👋🏼 Hey, I’m Anna! I’m a founder and operator in an ongoing relationship with writing. Welcome to my weekly newsletter where I share business, career and life lessons with a dash of humour and vulnerability.
Several years ago I was consulting for the CEO of a multimillion dollar business, helping secure a partnership that was key to their growth. The process had taken months, our chess moves laid out well in advance to ensure we got the best terms. But in the final stages of negotiation the CEO made a colossal error that led to the deal falling apart. They pressed ‘reply all’ on an email chain exposing our strategy, which was (to put it nicely) to ‘go hard and take them for every dollar we can’.
Imagine viciously venting about a coworker in Slack then accidentally sending that message directly to them. The CEO, panicked and embarrassed, tried to grovel and explain their way out of the situation but by then, the damage was done.
The other side reacted as you might expect: shocked, horrified, appalled. They dropped the deal.
But our side reacted unexpectedly: the CEO didn’t cover up their screw up, nor did they play it down or keep it quiet. Instead they printed out copies of the entire email thread and shared it with the team so they’d never make a similar mistake.
Instead of wallowing in the shame of their actions they chose to share them instead.
Everyone screws up.
I’ve always known that failures are there to be celebrated, or at the very least, acknowledged as necessary stepping stones on the yellow brick road to success. But intellectually knowing everyone makes mistakes and viscerally believing it are two very different things. In my experience the only way to close the gap is by broadcasting our own far and wide.
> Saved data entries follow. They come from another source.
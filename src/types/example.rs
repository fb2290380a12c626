use serde::{Deserialize, Serialize};

use crate::types::identifiers::ExampleId;

/// A persisted word-in-context row. Immutable once curated.
#[derive(Debug, Clone, PartialEq, Eq, Serialize, Deserialize)]
pub struct Example {
    pub id: ExampleId,
    pub left: String,
    pub word: String,
    pub right: String,
    pub frequency: Option<u64>,
}

/// The truncated, optionally masked projection of an [`Example`] handed to
/// a caller. Never persisted.
#[derive(Debug, Clone, PartialEq, Eq, Serialize, Deserialize)]
pub struct DisplayRecord {
    pub id: ExampleId,
    pub left: String,
    pub word: String,
    pub right: String,
}

/// Result of looking a word up by one of its example ids.
#[derive(Debug, Clone, PartialEq, Eq, Serialize, Deserialize)]
pub struct WordInfo {
    pub word: String,
    pub frequency: Option<u64>,
}

/// Examples for one word, split by what the caller has already shown.
///
/// `displayed` follows the order of the caller's id list; `new_examples`
/// is reshuffled on every read.
#[derive(Debug, Clone, PartialEq, Eq, Serialize, Deserialize)]
pub struct ExamplePartition {
    pub displayed: Vec<DisplayRecord>,
    pub new_examples: Vec<DisplayRecord>,
}
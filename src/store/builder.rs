use std::collections::HashSet;
use std::fs;
use std::path::{Path, PathBuf};

use chrono::Utc;
use rusqlite::{params, Connection};
use sha2::{Digest, Sha256};
use thiserror::Error;

use super::manifest::{CurationManifest, StoreBuildConfig};
use super::{quote, to_sql_int, validate_identifier, StoreError};
use crate::types::identifiers::ExampleId;
use crate::types::record::{ContextRecord, RecordError};

pub const DATABASE_FILE: &str = "contexts.sqlite3";
pub const MANIFEST_FILE: &str = "manifest.json";

#[derive(Debug, Error)]
pub enum StoreBuildError {
    #[error("IO error: {0}")]
    Io(#[from] std::io::Error),
    #[error("Serialization error: {0}")]
    Serialization(#[from] serde_json::Error),
    #[error("Output directory already exists: {0}")]
    OutputExists(PathBuf),
    #[error("Invalid chunk size: {0}")]
    InvalidChunkSize(usize),
    #[error(transparent)]
    Record(#[from] RecordError),
    #[error(transparent)]
    Store(#[from] StoreError),
}

impl From<rusqlite::Error> for StoreBuildError {
    fn from(e: rusqlite::Error) -> Self {
        StoreBuildError::Store(StoreError::Backend(e))
    }
}

/// A finished store directory.
#[derive(Debug)]
pub struct BuiltStore {
    pub root: PathBuf,
    pub manifest: CurationManifest,
}

impl BuiltStore {
    pub fn database_path(&self) -> PathBuf {
        self.root.join(DATABASE_FILE)
    }

    pub fn manifest_path(&self) -> PathBuf {
        self.root.join(MANIFEST_FILE)
    }
}

/// Loads curated records into a fresh SQLite store.
///
/// Single-threaded and non-reentrant. Ids are assigned densely from 1 in
/// input order, which is what the bank's random draw relies on.
pub struct StoreBuilder {
    config: StoreBuildConfig,
}

impl StoreBuilder {
    pub fn new(config: StoreBuildConfig) -> Self {
        Self { config }
    }

    pub fn config(&self) -> &StoreBuildConfig {
        &self.config
    }

    pub fn build<I>(&self, records: I, output_dir: &Path) -> Result<BuiltStore, StoreBuildError>
    where
        I: IntoIterator<Item = Result<ContextRecord, RecordError>>,
    {
        if output_dir.exists() {
            return Err(StoreBuildError::OutputExists(output_dir.to_path_buf()));
        }
        if self.config.chunk_size == 0 {
            return Err(StoreBuildError::InvalidChunkSize(0));
        }
        validate_identifier(&self.config.table)?;
        self.config.columns.validate()?;

        // Build beside the target so the final rename stays on one filesystem
        let temp_dir = output_dir.with_extension("building");
        if temp_dir.exists() {
            fs::remove_dir_all(&temp_dir)?;
        }
        fs::create_dir_all(&temp_dir)?;

        let mut conn = Connection::open(temp_dir.join(DATABASE_FILE))?;
        self.create_schema(&conn)?;

        let mut hasher = Sha256::new();
        hasher.update(serde_json::to_vec(&self.config)?);

        let insert_sql = self.insert_sql();
        let has_freq = self.config.columns.freq.is_some();
        let mut words = HashSet::new();
        let mut next_id = ExampleId::first();
        let mut row_count: u64 = 0;
        let mut records = records.into_iter().peekable();

        while records.peek().is_some() {
            let tx = conn.transaction()?;
            {
                let mut stmt = tx.prepare_cached(&insert_sql)?;
                for record in records.by_ref().take(self.config.chunk_size) {
                    let record = record?;
                    let id = to_sql_int(next_id.get())?;
                    if has_freq {
                        let freq = record.frequency.map(to_sql_int).transpose()?;
                        stmt.execute(params![id, record.left, record.word, record.right, freq])?;
                    } else {
                        stmt.execute(params![id, record.left, record.word, record.right])?;
                    }

                    let freq_text = record.frequency.map(|f| f.to_string()).unwrap_or_default();
                    let line = format!(
                        "{}\t{}\t{}\t{}\t{}\n",
                        next_id, record.word, record.left, record.right, freq_text
                    );
                    hasher.update(line.as_bytes());

                    words.insert(record.word);
                    next_id = next_id.next();
                    row_count += 1;
                }
            }
            tx.commit()?;
            tracing::info!(rows = row_count, "committed chunk");
        }
        conn.close().map_err(|(_, e)| StoreBuildError::from(e))?;

        let manifest = CurationManifest {
            content_hash: format!("sha256:{}", hex::encode(hasher.finalize())),
            build_config: self.config.clone(),
            created_at: Utc::now(),
            row_count,
            word_count: words.len() as u64,
        };

        let f_man = fs::File::create(temp_dir.join(MANIFEST_FILE))?;
        serde_json::to_writer_pretty(&f_man, &manifest)?;
        f_man.sync_all()?;

        fs::rename(&temp_dir, output_dir)?;
        tracing::info!(
            path = %output_dir.display(),
            rows = manifest.row_count,
            words = manifest.word_count,
            "store built"
        );

        Ok(BuiltStore {
            root: output_dir.to_path_buf(),
            manifest,
        })
    }

    fn create_schema(&self, conn: &Connection) -> Result<(), StoreBuildError> {
        let cols = &self.config.columns;
        let table = quote(&self.config.table);
        let freq = cols
            .freq
            .as_deref()
            .map(|f| format!(", {} INTEGER", quote(f)))
            .unwrap_or_default();
        conn.execute_batch(&format!(
            "CREATE TABLE {table} (
                 {} INTEGER PRIMARY KEY,
                 {} TEXT NOT NULL,
                 {} TEXT NOT NULL,
                 {} TEXT NOT NULL{freq}
             );
             CREATE INDEX {} ON {table} ({});",
            quote(&cols.id),
            quote(&cols.left),
            quote(&cols.word),
            quote(&cols.right),
            quote(&format!("ix_{}_{}", self.config.table, cols.word)),
            quote(&cols.word),
        ))?;
        Ok(())
    }

    fn insert_sql(&self) -> String {
        let cols = &self.config.columns;
        let table = quote(&self.config.table);
        match cols.freq.as_deref() {
            Some(freq) => format!(
                "INSERT INTO {table} ({}, {}, {}, {}, {}) VALUES (?1, ?2, ?3, ?4, ?5)",
                quote(&cols.id),
                quote(&cols.left),
                quote(&cols.word),
                quote(&cols.right),
                quote(freq),
            ),
            None => format!(
                "INSERT INTO {table} ({}, {}, {}, {}) VALUES (?1, ?2, ?3, ?4)",
                quote(&cols.id),
                quote(&cols.left),
                quote(&cols.word),
                quote(&cols.right),
            ),
        }
    }
}
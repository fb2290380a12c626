pub mod example;
pub mod identifiers;
pub mod record;
pub mod window;

pub use example::{DisplayRecord, Example, ExamplePartition, WordInfo};
pub use identifiers::{ExampleId, ExampleIdError, GroupId, GroupIdSequence};
pub use record::{read_records, ContextRecord, RecordError, RecordShape, Records};
pub use window::ContextWindow;
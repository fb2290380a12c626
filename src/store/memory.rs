use std::collections::HashMap;

use super::{ContextTable, StoreError};
use crate::types::example::Example;
use crate::types::identifiers::ExampleId;
use crate::types::record::ContextRecord;

/// Rows held in memory, indexed by id and by word.
#[derive(Debug, Clone, Default)]
pub struct InMemoryTable {
    rows: Vec<Example>,
    by_id: HashMap<ExampleId, Vec<usize>>,
    by_word: HashMap<String, Vec<usize>>,
}

impl InMemoryTable {
    /// Takes rows as given; duplicate ids are kept so that integrity
    /// violations stay observable.
    pub fn new(rows: Vec<Example>) -> Self {
        let mut by_id: HashMap<ExampleId, Vec<usize>> = HashMap::new();
        let mut by_word: HashMap<String, Vec<usize>> = HashMap::new();
        for (i, row) in rows.iter().enumerate() {
            by_id.entry(row.id).or_default().push(i);
            by_word.entry(row.word.clone()).or_default().push(i);
        }
        Self { rows, by_id, by_word }
    }

    /// Assign dense ids from 1 in input order.
    pub fn from_records<I>(records: I) -> Self
    where
        I: IntoIterator<Item = ContextRecord>,
    {
        let mut id = ExampleId::first();
        let mut rows = Vec::new();
        for record in records {
            rows.push(Example {
                id,
                left: record.left,
                word: record.word,
                right: record.right,
                frequency: record.frequency,
            });
            id = id.next();
        }
        Self::new(rows)
    }

    pub fn rows(&self) -> &[Example] {
        &self.rows
    }

    fn collect(&self, indices: Option<&Vec<usize>>) -> Vec<Example> {
        indices
            .map(|indices| indices.iter().map(|&i| self.rows[i].clone()).collect())
            .unwrap_or_default()
    }
}

impl ContextTable for InMemoryTable {
    fn rows_with_id(&self, id: ExampleId) -> Result<Vec<Example>, StoreError> {
        Ok(self.collect(self.by_id.get(&id)))
    }

    fn rows_with_word(&self, word: &str) -> Result<Vec<Example>, StoreError> {
        Ok(self.collect(self.by_word.get(word)))
    }

    fn row_count(&self) -> Result<u64, StoreError> {
        Ok(self.rows.len() as u64)
    }
}
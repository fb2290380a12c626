use std::collections::{BTreeSet, HashSet};
use std::fs;
use std::path::{Path, PathBuf};

use serde::{Deserialize, Serialize};

use super::ExtractionError;

/// Characters a candidate word may be built from.
#[derive(Debug, Clone, PartialEq, Eq, Serialize, Deserialize)]
#[serde(transparent)]
pub struct Alphabet {
    chars: BTreeSet<char>,
}

impl Alphabet {
    pub fn from_chars(chars: impl IntoIterator<Item = char>) -> Self {
        Self {
            chars: chars.into_iter().collect(),
        }
    }

    /// ASCII lowercase plus the Hungarian accented vowels.
    pub fn hungarian_lowercase() -> Self {
        Self::from_chars(('a'..='z').chain("áéíóöőúüű".chars()))
    }

    pub fn contains(&self, c: char) -> bool {
        self.chars.contains(&c)
    }

    pub fn admits(&self, word: &str) -> bool {
        word.chars().all(|c| self.contains(c))
    }

    pub fn is_empty(&self) -> bool {
        self.chars.is_empty()
    }
}

/// Words that must never become candidates.
#[derive(Debug, Clone, Default)]
pub struct Blocklist {
    words: HashSet<String>,
    source: Option<PathBuf>,
}

impl Blocklist {
    pub fn empty() -> Self {
        Self::default()
    }

    pub fn from_words<I, S>(words: I) -> Self
    where
        I: IntoIterator<Item = S>,
        S: Into<String>,
    {
        Self {
            words: words.into_iter().map(Into::into).collect(),
            source: None,
        }
    }

    /// Load one word per line. Trailing whitespace is stripped; blank lines
    /// are ignored.
    pub fn load(path: &Path) -> Result<Self, ExtractionError> {
        let content = fs::read_to_string(path).map_err(|source| ExtractionError::Blocklist {
            path: path.to_path_buf(),
            source,
        })?;
        let words: HashSet<String> = content
            .lines()
            .map(str::trim_end)
            .filter(|w| !w.is_empty())
            .map(str::to_string)
            .collect();
        tracing::info!(path = %path.display(), entries = words.len(), "loaded blocklist");
        Ok(Self {
            words,
            source: Some(path.to_path_buf()),
        })
    }

    pub fn contains(&self, word: &str) -> bool {
        self.words.contains(word)
    }

    pub fn len(&self) -> usize {
        self.words.len()
    }

    pub fn is_empty(&self) -> bool {
        self.words.is_empty()
    }

    pub fn source(&self) -> Option<&Path> {
        self.source.as_deref()
    }
}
So in the spirit of walking the walk here’s a running list of mine (which is by no means exhaustive):
In my first year of university I received a big fat 0% in everyone’s favourite subject, Quantitative Methods. I chose to frequent the club not the classroom and didn’t even bother to rock up to the exam. The lesson? Failure is certain if you don’t try.
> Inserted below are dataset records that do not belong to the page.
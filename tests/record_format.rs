use context_bank::types::{read_records, ContextRecord, GroupId, RecordError, RecordShape};

#[test]
fn each_shape_parses_its_own_field_layout() {
    let plain =
        ContextRecord::parse("alma\tegy piros\tvolt a fán\n", RecordShape::Plain, 1).unwrap();
    assert_eq!(plain.word, "alma");
    assert_eq!(plain.left, "egy piros");
    assert_eq!(plain.right, "volt a fán");
    assert_eq!(plain.sentence, None);

    let with_sentence = ContextRecord::parse(
        "alma\tegy\tvolt\tegy alma volt\r\n",
        RecordShape::WithSentence,
        1,
    )
    .unwrap();
    assert_eq!(with_sentence.sentence.as_deref(), Some("egy alma volt"));

    let grouped =
        ContextRecord::parse("alma\tegy\t\tegy alma\t7", RecordShape::Grouped, 1).unwrap();
    assert_eq!(grouped.right, "");
    assert_eq!(grouped.group_id, Some(GroupId(7)));
    assert_eq!(grouped.frequency, None);

    let grouped_freq =
        ContextRecord::parse("alma\tegy\t\tegy alma\t7\t41", RecordShape::Grouped, 1).unwrap();
    assert_eq!(grouped_freq.frequency, Some(41));

    let with_freq =
        ContextRecord::parse("alma\tegy\tvolt\t12", RecordShape::WithFrequency, 1).unwrap();
    assert_eq!(with_freq.frequency, Some(12));
}

#[test]
fn wrong_field_count_is_fatal() {
    let err = ContextRecord::parse("alma\tegy", RecordShape::Plain, 3).unwrap_err();
    assert!(matches!(err, RecordError::FieldCount { line: 3, found: 2, .. }));

    // A fourth field is not silently folded into the right context
    let err = ContextRecord::parse("alma\tegy\tkettő\thárom", RecordShape::Plain, 1).unwrap_err();
    assert!(matches!(err, RecordError::FieldCount { found: 4, .. }));

    let err = ContextRecord::parse("a\tb\tc\td\te\tf\tg", RecordShape::Grouped, 1).unwrap_err();
    assert!(matches!(err, RecordError::FieldCount { found: 7, .. }));
}

#[test]
fn integer_fields_are_parsed_strictly() {
    for bad in ["", "-1", "+3", "12a", "1.5"] {
        let line = format!("alma\tegy\tvolt\t{bad}");
        let err = ContextRecord::parse(&line, RecordShape::WithFrequency, 9).unwrap_err();
        assert!(
            matches!(err, RecordError::InvalidInteger { line: 9, field: "frequency", .. }),
            "{bad:?} was accepted"
        );
    }
}

#[test]
fn empty_word_is_rejected() {
    let err = ContextRecord::parse("\tegy\tvolt", RecordShape::Plain, 2).unwrap_err();
    assert!(matches!(err, RecordError::EmptyWord { line: 2 }));
}

#[test]
fn rendering_requires_the_fields_of_the_shape() {
    let record = ContextRecord::new("alma", "egy piros", "volt");
    assert_eq!(record.to_line(RecordShape::Plain).unwrap(), "alma\tegy piros\tvolt");
    assert!(matches!(
        record.to_line(RecordShape::WithSentence),
        Err(RecordError::MissingField { field: "sentence", .. })
    ));
    assert!(matches!(
        record.to_line(RecordShape::WithFrequency),
        Err(RecordError::MissingField { field: "frequency", .. })
    ));

    let mut grouped = record.with_sentence("egy piros alma volt");
    assert!(matches!(
        grouped.to_line(RecordShape::Grouped),
        Err(RecordError::MissingField { field: "group_id", .. })
    ));
    grouped.group_id = Some(GroupId(2));
    grouped.frequency = Some(5);
    assert_eq!(
        grouped.to_line(RecordShape::Grouped).unwrap(),
        "alma\tegy piros\tvolt\tegy piros alma volt\t2\t5"
    );
}

#[test]
fn reader_reports_the_offending_line_number() {
    let input = "alma\ta\tb\nkörte\tc\nszilva\td\te\n";
    let results: Vec<_> = read_records(input.as_bytes(), RecordShape::Plain).collect();
    assert_eq!(results.len(), 3);
    assert!(results[0].is_ok());
    assert!(matches!(results[1], Err(RecordError::FieldCount { line: 2, .. })));
    assert!(results[2].is_ok());
}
In my second year of university my high school invited me to give a speech to the graduating students about life on the other side. It was to an audience of one thousand but because I’m a genius, I decided not to prepare. When I got on stage I mumbled and rambled before slinking off red-faced, tail between my legs. The principal was furious at me. So was I. I haven’t rocked up to anything unprepared since.
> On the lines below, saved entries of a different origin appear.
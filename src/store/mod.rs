pub mod builder;
pub mod manifest;
pub mod memory;
pub mod sqlite;

use std::collections::BTreeMap;
use std::fmt;

use serde::{Deserialize, Serialize};
use thiserror::Error;

use crate::types::example::Example;
use crate::types::identifiers::ExampleId;

pub use builder::{BuiltStore, StoreBuildError, StoreBuilder};
pub use manifest::{CurationManifest, StoreBuildConfig};
pub use memory::InMemoryTable;
pub use sqlite::SqliteTable;

/// Read-only view of the persisted examples.
///
/// Implementations return every matching row; deciding what a duplicate id
/// means is left to the caller.
pub trait ContextTable {
    fn rows_with_id(&self, id: ExampleId) -> Result<Vec<Example>, StoreError>;

    fn rows_with_word(&self, word: &str) -> Result<Vec<Example>, StoreError>;

    /// Number of rows. Ids are expected to cover exactly `1..=row_count`.
    fn row_count(&self) -> Result<u64, StoreError>;
}

#[derive(Debug, Error)]
pub enum StoreError {
    #[error("column role `{0}` is not mapped")]
    UnmappedRole(ColumnRole),
    #[error("unknown column role `{0}`")]
    UnknownRole(String),
    #[error("`{0}` is not a valid table or column name")]
    InvalidIdentifier(String),
    #[error("table `{0}` does not exist")]
    MissingTable(String),
    #[error("table `{table}` has no column `{column}`")]
    MissingColumn { table: String, column: String },
    #[error("stored id {0} is not a positive integer")]
    InvalidStoredId(i64),
    #[error("stored frequency {0} is negative")]
    InvalidStoredFrequency(i64),
    #[error("integer {0} does not fit the store")]
    IntegerOverflow(u64),
    #[error("store connection lock poisoned")]
    Poisoned,
    #[error("SQLite error: {0}")]
    Backend(#[from] rusqlite::Error),
}

impl StoreError {
    /// Whether the error stems from the mapping or schema rather than from
    /// a failing read.
    pub fn is_configuration(&self) -> bool {
        matches!(
            self,
            StoreError::UnmappedRole(_)
                | StoreError::UnknownRole(_)
                | StoreError::InvalidIdentifier(_)
                | StoreError::MissingTable(_)
                | StoreError::MissingColumn { .. }
        )
    }
}

#[derive(Debug, Clone, Copy, PartialEq, Eq, PartialOrd, Ord, Hash, Serialize, Deserialize)]
#[serde(rename_all = "snake_case")]
pub enum ColumnRole {
    Id,
    Left,
    Word,
    Right,
    Freq,
}

impl ColumnRole {
    pub const ALL: [ColumnRole; 5] = [
        ColumnRole::Id,
        ColumnRole::Left,
        ColumnRole::Word,
        ColumnRole::Right,
        ColumnRole::Freq,
    ];

    pub fn as_str(self) -> &'static str {
        match self {
            ColumnRole::Id => "id",
            ColumnRole::Left => "left",
            ColumnRole::Word => "word",
            ColumnRole::Right => "right",
            ColumnRole::Freq => "freq",
        }
    }

    fn parse(s: &str) -> Option<Self> {
        Self::ALL.into_iter().find(|role| role.as_str() == s)
    }
}

impl fmt::Display for ColumnRole {
    fn fmt(&self, f: &mut fmt::Formatter<'_>) -> fmt::Result {
        f.write_str(self.as_str())
    }
}

/// Logical role to physical column name, resolved once.
#[derive(Debug, Clone, PartialEq, Eq, Serialize, Deserialize)]
pub struct ColumnMapping {
    pub id: String,
    pub left: String,
    pub word: String,
    pub right: String,
    /// Optional; when absent every frequency reads as `None`.
    pub freq: Option<String>,
}

impl ColumnMapping {
    pub fn v0() -> Self {
        Self {
            id: "id".into(),
            left: "left".into(),
            word: "word".into(),
            right: "right".into(),
            freq: Some("frequency".into()),
        }
    }

    /// Build from a role → column map. `id`, `left`, `word` and `right`
    /// are required.
    pub fn resolve(roles: &BTreeMap<String, String>) -> Result<Self, StoreError> {
        for key in roles.keys() {
            if ColumnRole::parse(key).is_none() {
                return Err(StoreError::UnknownRole(key.clone()));
            }
        }
        let required = |role: ColumnRole| -> Result<String, StoreError> {
            roles
                .get(role.as_str())
                .cloned()
                .ok_or(StoreError::UnmappedRole(role))
        };
        let mapping = Self {
            id: required(ColumnRole::Id)?,
            left: required(ColumnRole::Left)?,
            word: required(ColumnRole::Word)?,
            right: required(ColumnRole::Right)?,
            freq: roles.get(ColumnRole::Freq.as_str()).cloned(),
        };
        mapping.validate()?;
        Ok(mapping)
    }

    pub fn validate(&self) -> Result<(), StoreError> {
        for name in self.columns() {
            validate_identifier(name)?;
        }
        Ok(())
    }

    pub fn column(&self, role: ColumnRole) -> Option<&str> {
        match role {
            ColumnRole::Id => Some(&self.id),
            ColumnRole::Left => Some(&self.left),
            ColumnRole::Word => Some(&self.word),
            ColumnRole::Right => Some(&self.right),
            ColumnRole::Freq => self.freq.as_deref(),
        }
    }

    /// Mapped column names in role order.
    pub fn columns(&self) -> impl Iterator<Item = &str> {
        ColumnRole::ALL.into_iter().filter_map(|role| self.column(role))
    }
}

pub(crate) fn validate_identifier(name: &str) -> Result<(), StoreError> {
    let mut chars = name.chars();
    let valid = match chars.next() {
        Some(c) if c.is_ascii_alphabetic() || c == '_' => {
            chars.all(|c| c.is_ascii_alphanumeric() || c == '_')
        }
        _ => false,
    };
    if valid {
        Ok(())
    } else {
        Err(StoreError::InvalidIdentifier(name.to_string()))
    }
}

pub(crate) fn quote(identifier: &str) -> String {
    format!("\"{identifier}\"")
}

pub(crate) fn to_sql_int(value: u64) -> Result<i64, StoreError> {
    i64::try_from(value).map_err(|_| StoreError::IntegerOverflow(value))
}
My lifelong dream was to become a spy and I slogged my way through a gruelling ten monthlong recruitment process before being kicked out at the final round (read the full story here). This failure stung bitterly as there was nothing else I could have done. Sometimes we have to accept that life just doesn’t go our way.
For a time in my twenties I worked in cold hard sales. Every day someone on the other end of the line would slam the phone down in my ear. Once, someone told me I was scum of the earth. After a year of torture, I left. I learnt that there’s absolutely no shame in quitting something that’s just not your jam. Walking away is sometimes the best decision you can make.
A few years ago my business partner and I were negotiating a high five figure brand deal for our podcast. We’d been working on it for months and three days before Christmas the brand pulled it without any warning. It completely screwed up our cash flow and honestly, it was a dire situation. That year I learned how to cry into my Baileys, and also to never put all of my eggs in one basket again.
All of these experiences taught me things I didn’t want to know but clearly needed to learn. They helped me be more prepared and less reliant, more resourceful and less attached.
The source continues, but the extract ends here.